▸ PROBLEM: The entries should be restated word for word.

▸ WORKING DATA:
□ □ □ □ □ □ □

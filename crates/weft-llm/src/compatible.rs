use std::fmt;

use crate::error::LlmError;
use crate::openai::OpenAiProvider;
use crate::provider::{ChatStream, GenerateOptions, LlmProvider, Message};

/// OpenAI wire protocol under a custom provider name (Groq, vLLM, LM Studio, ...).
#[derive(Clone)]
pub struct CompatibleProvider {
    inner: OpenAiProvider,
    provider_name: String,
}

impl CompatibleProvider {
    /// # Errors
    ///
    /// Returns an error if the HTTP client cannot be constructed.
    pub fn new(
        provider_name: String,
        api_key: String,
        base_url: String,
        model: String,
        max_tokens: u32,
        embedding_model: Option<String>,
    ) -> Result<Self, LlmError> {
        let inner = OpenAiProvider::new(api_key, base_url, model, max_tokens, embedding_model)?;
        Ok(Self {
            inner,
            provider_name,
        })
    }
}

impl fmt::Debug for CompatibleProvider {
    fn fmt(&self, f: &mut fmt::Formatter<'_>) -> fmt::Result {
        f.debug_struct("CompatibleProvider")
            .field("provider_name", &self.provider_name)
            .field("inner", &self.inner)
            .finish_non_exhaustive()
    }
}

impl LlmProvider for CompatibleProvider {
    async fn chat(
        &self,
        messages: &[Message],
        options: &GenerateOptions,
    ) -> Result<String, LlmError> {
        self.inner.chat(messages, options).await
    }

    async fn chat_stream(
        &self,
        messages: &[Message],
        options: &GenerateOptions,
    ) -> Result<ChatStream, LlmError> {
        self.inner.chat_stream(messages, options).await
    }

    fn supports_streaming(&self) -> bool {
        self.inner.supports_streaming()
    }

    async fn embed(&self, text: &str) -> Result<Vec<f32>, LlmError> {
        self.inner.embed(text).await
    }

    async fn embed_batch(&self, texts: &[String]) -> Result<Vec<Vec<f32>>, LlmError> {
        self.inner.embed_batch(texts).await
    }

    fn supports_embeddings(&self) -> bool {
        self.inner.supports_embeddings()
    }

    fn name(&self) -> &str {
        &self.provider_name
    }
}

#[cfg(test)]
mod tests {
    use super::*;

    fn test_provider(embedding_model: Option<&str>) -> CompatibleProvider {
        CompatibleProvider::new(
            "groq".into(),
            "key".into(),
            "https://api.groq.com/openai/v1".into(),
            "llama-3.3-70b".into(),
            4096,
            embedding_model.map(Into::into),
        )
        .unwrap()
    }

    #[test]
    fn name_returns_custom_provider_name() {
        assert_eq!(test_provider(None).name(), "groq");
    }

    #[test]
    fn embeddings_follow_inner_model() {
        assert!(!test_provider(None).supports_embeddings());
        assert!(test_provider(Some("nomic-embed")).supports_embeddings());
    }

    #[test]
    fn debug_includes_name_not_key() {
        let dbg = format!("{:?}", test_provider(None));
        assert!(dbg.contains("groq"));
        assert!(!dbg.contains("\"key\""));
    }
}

□ □ □ □ □ □ □

▸ ANSWER SPACE:
filename crates/weft-llm/src/compatible.rs
use std::fmt;

use crate::error::LlmError;
use crate::openai::OpenAiProvider;
use crate::provider::{ChatStream, GenerateOptions, LlmProvider, Message};

/// OpenAI wire protocol under a custom provider name (Groq, vLLM, LM Studio, ...).
#[derive(Clone)]
pub struct CompatibleProvider {
    inner: OpenAiProvider,
    provider_name: String,
}

impl CompatibleProvider {
    /// # Errors
    ///
    /// Returns an error if the HTTP client cannot be constructed.
    pub fn new(
        provider_name: String,
        api_key: String,
        base_url: String,
        model: String,
        max_tokens: u32,
        embedding_model: Option<String>,
    ) -> Result<Self, LlmError> {
        let inner = OpenAiProvider::new(api_key, base_url, model, max_tokens, embedding_model)?;
        Ok(Self {
            inner,
            provider_name,
        })
    }
}

impl fmt::Debug for CompatibleProvider {
    fn fmt(&self, f: &mut fmt::Formatter<'_>) -> fmt::Result {
        f.debug_struct("CompatibleProvider")
            .field("provider_name", &self.provider_name)
            .field("inner", &self.inner)
            .finish_non_exhaustive()
    }
}

impl LlmProvider for CompatibleProvider {
    async fn chat(
        &self,
        messages: &[Message],
        options: &GenerateOptions,
    ) -> Result<String, LlmError> {
        self.inner.chat(messages, options).await
    }

    async fn chat_stream(
        &self,
        messages: &[Message],
        options: &GenerateOptions,
    ) -> Result<ChatStream, LlmError> {
        self.inner.chat_stream(messages, options).await
    }

    fn supports_streaming(&self) -> bool {
        self.inner.supports_streaming()
    }

    async fn embed(&self, text: &str) -> Result<Vec<f32>, LlmError> {
        self.inner.embed(text).await
    }

    async fn embed_batch(&self, texts: &[String]) -> Result<Vec<Vec<f32>>, LlmError> {
        self.inner.embed_batch(texts).await
    }

    fn supports_embeddings(&self) -> bool {
        self.inner.supports_embeddings()
    }

    fn name(&self) -> &str {
        &self.provider_name
    }
}

#[cfg(test)]
mod tests {
    use super::*;

    fn test_provider(embedding_model: Option<&str>) -> CompatibleProvider {
        CompatibleProvider::new(
            "groq".into(),
            "key".into(),
            "https://api.groq.com/openai/v1".into(),
            "llama-3.3-70b".into(),
            4096,
            embedding_model.map(Into::into),
        )
        .unwrap()
    }

    #[test]
    fn name_returns_custom_provider_name() {
        assert_eq!(test_provider(None).name(), "groq");
    }

    #[test]
    fn embeddings_follow_inner_model() {
        assert!(!test_provider(None).supports_embeddings());
        assert!(test_provider(Some("nomic-embed")).supports_embeddings());
    }

    #[test]
    fn debug_includes_name_not_key() {
        let dbg = format!("{:?}", test_provider(None));
        assert!(dbg.contains("groq"));
        assert!(!dbg.contains("\"key\""));
    }
}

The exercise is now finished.